[QUOTE "Sine Cura, post: 19154291, member: 310012"]In California, you don't need to be licensed as a pharmacy technician to do data entry...." /QUOTE]
Thank you for your research and for quoting the law. I would like to focus on a section of the law you quoted:
"require the transfer to be “communicated directly” between the sending and receiving pharmacist.....Communicate by use of a facsimile transmission directed to the pharmacist involved in the transfer."
Above is the quote from law authority and here is my friendly discussion:
This means to me pharmacist can print prescription record and then fax. The record is faxed as legal script like physician's order. No mistake can happen here.
Why can't I delegate the time consuming task of faxing a hardcopy to my assistant to fax ? I have reasonable trust that asking a clerk to fax a hardcopy will maintain the integrity of the hardcopy to the other fax machine.

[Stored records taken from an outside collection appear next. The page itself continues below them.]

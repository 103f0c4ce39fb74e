//! Validated startup configuration for the Worker, built from [`Args`] by
//! a fallible constructor so that `main` only ever sees a socket that is
//! already known to be bindable.

use std::net::SocketAddr;

use crawl_core::beacon::PeerId;
use tokio::net::TcpListener;

use crate::args::Args;

#[derive(Debug, thiserror::Error)]
pub enum Error {
    #[error("client-facing port {0} is already in use")]
    PortInUse(SocketAddr, #[source] std::io::Error),
}

/// Everything the Worker needs to run, already validated: the listener for
/// client connections is pre-bound so a busy port fails fast, before any
/// discovery or beacon task is spawned.
pub struct Cfg {
    pub id: PeerId,
    pub ip: std::net::Ipv4Addr,
    pub port: u16,
    pub listener: TcpListener,
}

impl Cfg {
    pub async fn from_args(args: &Args) -> Result<Self, Error> {
        let id = PeerId::random();
        let listen_addr = SocketAddr::from((args.ip, args.port));
        let listener = TcpListener::bind(listen_addr)
            .await
            .map_err(|err| Error::PortInUse(listen_addr, err))?;

        Ok(Self {
            id,
            ip: args.ip,
            port: args.port,
            listener,
        })
    }
}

What is so hard about faxing a hardcopy that my assistant can not handle?
This is the same assistant, the non-licensed clerk, that the law allows to touch and count my money, type scripts, pick drug from database to generate labels. If this assistant picks wrong drug from database, the patient may die if I don't catch the mistake. The law allows this clerk to pick drug from database to make label that may kill someone and we don't like to ask this same clerk to fax my hardcopy? I was clerk in California for 2 year before becoming pharmacist and as a clerk who had no license, I could do nearly everything like a licensed technician except the law did not allow clerk to do 1 special action, the law did not allow clerk to manipulate or package drug. Law book states that only "pharmacy technician may perform packaging". The law does not allow clerk to package drug which was interpreted as: clerk is not allowed to count drug at retail pharmacy (not making IV bag at hospital or compound drug at compounding pharmacy.)
Here is the link to get law book, the clerk is called "

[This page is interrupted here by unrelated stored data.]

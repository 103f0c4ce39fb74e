//! Storage-to-Storage replication.
//!
//! The accepting side (this node's replication out-socket) owns the
//! registered-peer map as a single actor task: no shared map behind a
//! lock, just one task with exclusive ownership and a message inbox.

use std::collections::HashMap;
use std::net::SocketAddr;
use std::sync::Arc;

use crawl_core::cache::FsCache;
use crawl_core::wire::{self, ReplicationMessage};
use crawl_core::PeerId;
use tokio::io::AsyncWrite;
use tokio::net::{TcpListener, TcpStream};
use tokio::sync::mpsc;
use tracing::{info, instrument, warn};

pub enum HubMsg {
    /// A peer Storage finished its hello handshake on an accepted
    /// connection; register it for future update pushes.
    Registered {
        id: PeerId,
        updateme: bool,
        writer: mpsc::Sender<ReplicationMessage>,
    },
    Unregistered(PeerId),
    /// A Worker update with `spread: true` landed on the router socket.
    LocalUpdate { url: String, content: String },
}

/// Owns `storage_conns` and the catch-up/pump logic. Spawn as its own
/// task; everything else talks to it through `HubMsg`.
pub async fn run(mut inbox: mpsc::Receiver<HubMsg>, cache: Arc<FsCache>) {
    let mut conns: HashMap<PeerId, mpsc::Sender<ReplicationMessage>> = HashMap::new();

    while let Some(msg) = inbox.recv().await {
        match msg {
            HubMsg::Registered { id, updateme, writer } => {
                info!(%id, updateme, "replication peer registered");
                if updateme {
                    stream_catch_up(cache.clone(), writer.clone()).await;
                }
                conns.insert(id, writer);
            },
            HubMsg::Unregistered(id) => {
                info!(%id, "replication peer gone");
                conns.remove(&id);
            },
            HubMsg::LocalUpdate { url, content } => {
                let message = ReplicationMessage::Update {
                    url: Some(url),
                    content: Some(content),
                    spread: false,
                };
                for writer in conns.values() {
                    let _ = writer.send(message.clone()).await;
                }
            },
        }
    }
}

async fn stream_catch_up(cache: Arc<FsCache>, writer: mpsc::Sender<ReplicationMessage>) {
    match cache.iter().await {
        Ok(entries) => {
            for (url, content) in entries {
                let message = ReplicationMessage::Update {
                    url: Some(url),
                    content: Some(content),
                    spread: false,
                };
                if writer.send(message).await.is_err() {
                    return;
                }
            }
            let _ = writer.send(ReplicationMessage::end_of_stream()).await;
        },
        Err(err) => warn!(%err, "failed to read cache for catch-up stream"),
    }
}

/// Writer pump for one accepted connection: drains `rx` and writes
/// frames, deregistering with the hub on any error.
#[instrument(skip(writer, rx, hub), fields(%id))]
async fn writer_pump<W: AsyncWrite + Unpin>(
    mut writer: W,
    mut rx: mpsc::Receiver<ReplicationMessage>,
    id: PeerId,
    hub: mpsc::Sender<HubMsg>,
) {
    while let Some(message) = rx.recv().await {
        if let Err(err) = wire::write_frame(&mut writer, &message).await {
            warn!(%id, %err, "replication write failed");
            break;
        }
    }
    let _ = hub.send(HubMsg::Unregistered(id)).await;
}

/// Accept loop for the replication out-socket (`port + 1`).
pub async fn serve(listener: TcpListener, hub: mpsc::Sender<HubMsg>) -> std::io::Result<()> {
    loop {
        let (stream, peer_addr) = listener.accept().await?;
        let hub = hub.clone();
        tokio::spawn(async move {
            if let Err(err) = accept_one(stream, hub).await {
                warn!(%peer_addr, %err, "replication accept failed");
            }
        });
    }
}

async fn accept_one(stream: TcpStream, hub: mpsc::Sender<HubMsg>) -> anyhow::Result<()> {
    let (mut reader, writer) = stream.into_split();
    let hello: ReplicationMessage = wire::read_frame(&mut reader).await?;
    let ReplicationMessage::Hello { id, updateme, .. } = hello else {
        anyhow::bail!("expected hello frame, got an update frame");
    };
    let id: PeerId = id.parse().map_err(|err: crawl_core::beacon::ParseIdError| anyhow::anyhow!(err))?;

    let (writer_tx, writer_rx) = mpsc::channel(crawl_core::settings::CHANNEL_CAPACITY);
    tokio::spawn(writer_pump(writer, writer_rx, id, hub.clone()));

    hub.send(HubMsg::Registered { id, updateme, writer: writer_tx }).await?;

    // Dialers never send anything after the hello; drain the reader so we
    // notice disconnects and deregister promptly.
    loop {
        match wire::read_frame::<ReplicationMessage, _>(&mut reader).await {
            Ok(_) => continue,
            Err(_) => {
                let _ = hub.send(HubMsg::Unregistered(id)).await;
                return Ok(());
            },
        }
    }
}

#[cfg(test)]
mod tests {
    use super::*;

    #[tokio::test]
    async fn catch_up_streams_every_entry_then_sentinel() {
        let dir = tempfile::tempdir().unwrap();
        let cache = Arc::new(FsCache::open(dir.path()).await.unwrap());
        cache.set("https://a.example", "a body").await.unwrap();
        cache.set("https://b.example", "b body").await.unwrap();

        let (tx, mut rx) = mpsc::channel(8);
        stream_catch_up(cache, tx).await;

        let mut seen = Vec::new();
        while let Some(message) = rx.recv().await {
            let is_end = message.is_end_of_stream();
            seen.push(message);
            if is_end {
                break;
            }
        }

        assert_eq!(seen.len(), 3);
        assert!(seen[2].is_end_of_stream());
    }

    #[tokio::test]
    async fn hub_broadcasts_local_updates_to_every_registered_conn() {
        let dir = tempfile::tempdir().unwrap();
        let cache = Arc::new(FsCache::open(dir.path()).await.unwrap());
        let (hub_tx, hub_rx) = mpsc::channel(8);
        tokio::spawn(run(hub_rx, cache));

        let (writer_tx, mut writer_rx) = mpsc::channel(8);
        let id: PeerId = "abcd".parse().unwrap();
        hub_tx
            .send(HubMsg::Registered { id, updateme: false, writer: writer_tx })
            .await
            .unwrap();
        hub_tx
            .send(HubMsg::LocalUpdate { url: "https://a.example".to_string(), content: "body".to_string() })
            .await
            .unwrap();

        let message = writer_rx.recv().await.unwrap();
        match message {
            ReplicationMessage::Update { url: Some(url), spread, .. } => {
                assert_eq!(url, "https://a.example");
                assert!(!spread);
            },
            _ => panic!("expected an update frame"),
        }
    }
}

/// Dial a newly discovered peer Storage's replication out-socket and
/// apply every update it streams, forever, until the connection drops.
#[instrument(skip(cache), fields(%id, %addr))]
pub async fn dial(id: PeerId, addr: SocketAddr, my_id: PeerId, updateme: bool, cache: Arc<FsCache>) {
    let stream = match TcpStream::connect(addr).await {
        Ok(stream) => stream,
        Err(err) => {
            warn!(%id, %addr, %err, "failed to dial peer storage");
            return;
        },
    };
    let (mut reader, mut writer) = stream.into_split();

    let hello = ReplicationMessage::Hello {
        id: my_id.to_string(),
        new: true,
        updateme,
    };
    if let Err(err) = wire::write_frame(&mut writer, &hello).await {
        warn!(%id, %err, "failed to send replication hello");
        return;
    }

    loop {
        match wire::read_frame::<ReplicationMessage, _>(&mut reader).await {
            Ok(message) if message.is_end_of_stream() => continue,
            Ok(ReplicationMessage::Update { url: Some(url), content: Some(content), .. }) => {
                if let Err(err) = cache.set(&url, &content).await {
                    warn!(%err, "failed to apply replicated update");
                }
            },
            Ok(_) => continue,
            Err(err) => {
                warn!(%id, %err, "replication connection to peer storage closed");
                return;
            },
        }
    }
}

non-licensed person", page 298, quoted here, law book included below:
"1793.3. Other
Non-Licensed Pharmacy Personnel.
(a) In addition to employing a pharmacy technician to perform the tasks
specified in section 1793.2, a pharmacy may employ a
non-licensed person to
type a prescription label or otherwise enter prescription information into a
computer record system, but the responsibility for the accuracy of the
prescription information and the prescription as dispensed lies with the
registered pharmacist who initials the prescription or prescription record."

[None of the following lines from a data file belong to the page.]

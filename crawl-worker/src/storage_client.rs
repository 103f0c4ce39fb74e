//! Multiplexed connections to every known Storage peer.
//!
//! Requests may land on any connected Storage; replies come back on a
//! single aggregated channel and are routed by the `(client_id, url)` key
//! carried in the payload, not by which connection they arrived on —
//! replies may arrive out of order across different peer Storages.

use std::collections::HashMap;

use crawl_core::wire::{self, StorageReply, StorageRequest};
use crawl_core::PeerId;
use tokio::net::TcpStream;
use tokio::sync::mpsc;
use tracing::{info, warn};

/// Owned by the worker's main actor: one outbound channel per connected
/// Storage, picked round-robin for outgoing fetches/updates.
#[derive(Default)]
pub struct StorageFanout {
    conns: HashMap<PeerId, mpsc::Sender<StorageRequest>>,
    order: Vec<PeerId>,
    next: usize,
}

impl StorageFanout {
    pub fn is_empty(&self) -> bool {
        self.conns.is_empty()
    }

    pub fn len(&self) -> usize {
        self.conns.len()
    }

    /// Open a connection to a newly discovered Storage, spawning its
    /// read/write pump. Replies are forwarded on `replies`. If `id` is
    /// already connected (an address `PeerEvent::Update`), the old route
    /// is dropped first — its pump task exits on its own once the stale
    /// sender is gone.
    pub fn connect(&mut self, id: PeerId, addr: std::net::SocketAddr, replies: mpsc::Sender<StorageReply>) {
        self.disconnect(&id);
        let (tx, rx) = mpsc::channel(crawl_core::settings::CHANNEL_CAPACITY);
        self.conns.insert(id, tx);
        self.order.push(id);
        tokio::spawn(pump(id, addr, rx, replies));
    }

    pub fn disconnect(&mut self, id: &PeerId) {
        self.conns.remove(id);
        self.order.retain(|existing| existing != id);
        self.next = 0;
    }

    /// Send a request to the next Storage in round-robin order. `None` if
    /// no Storage is currently connected.
    pub async fn send(&mut self, request: StorageRequest) -> Option<()> {
        if self.order.is_empty() {
            return None;
        }
        for _ in 0..self.order.len() {
            let id = self.order[self.next % self.order.len()];
            self.next = self.next.wrapping_add(1);
            if let Some(tx) = self.conns.get(&id) {
                if tx.send(request.clone()).await.is_ok() {
                    return Some(());
                }
            }
        }
        None
    }

}

async fn pump(
    id: PeerId,
    addr: std::net::SocketAddr,
    mut outgoing: mpsc::Receiver<StorageRequest>,
    replies: mpsc::Sender<StorageReply>,
) {
    let stream = match TcpStream::connect(addr).await {
        Ok(stream) => stream,
        Err(err) => {
            warn!(%id, %addr, %err, "failed to connect to storage");
            return;
        },
    };
    info!(%id, %addr, "connected to storage");
    let (mut reader, mut writer) = stream.into_split();

    loop {
        tokio::select! {
            outgoing = outgoing.recv() => {
                match outgoing {
                    Some(request) => {
                        if let Err(err) = wire::write_frame(&mut writer, &request).await {
                            warn!(%id, %err, "storage write failed, dropping connection");
                            return;
                        }
                        if let StorageRequest::Update { .. } = request {
                            continue;
                        }
                    }
                    None => return,
                }
            }
            reply = wire::read_frame::<StorageReply, _>(&mut reader) => {
                match reply {
                    Ok(reply) => {
                        if replies.send(reply).await.is_err() {
                            return;
                        }
                    }
                    Err(err) => {
                        warn!(%id, %err, "storage read failed, dropping connection");
                        return;
                    }
                }
            }
        }
    }
}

See? non-licensed person can type script into computer and make label which can be wrong which can kill and non-licensed person can not fax a hardcopy from computer?
https://www.google.com/url?sa=t&rct=j&q=&esrc=s&source=web&cd=1&cad=rja&uact=8&ved=0ahUKEwjR4rep7K7VAhUDslQKHeMAD5MQFghZMAA&url=http://www.pharmacy.ca.gov/laws_regs/lawbook.pdf&usg=AFQjCNFzVQ4kr2Rft9ZoLxMj9DM7iW7cXg
How can faxing a hardcopy kill someone? I am sure picking wrong drug makes wrong label which has 50 percent chance of killing someone if I don't catch the mistake.
One thing to support your stand though: the law keeps mentioning about "direct supervision" of pharmacist meaning, pharmacist must be within near distance of same physical area, not far in different building. For the other pharmacy to employ clerk to fax without pharmacist in near proximity, the pharmacy may violate pharmacy law. That's the possible violation I am thinking about.
Still, please tell me what's so hard about faxing a hardcopy that a pharmacist must fax to a pharmacist? I still prefer delegating that to my assistants. Please tell me, dear pharmacy board inspector, I am curious.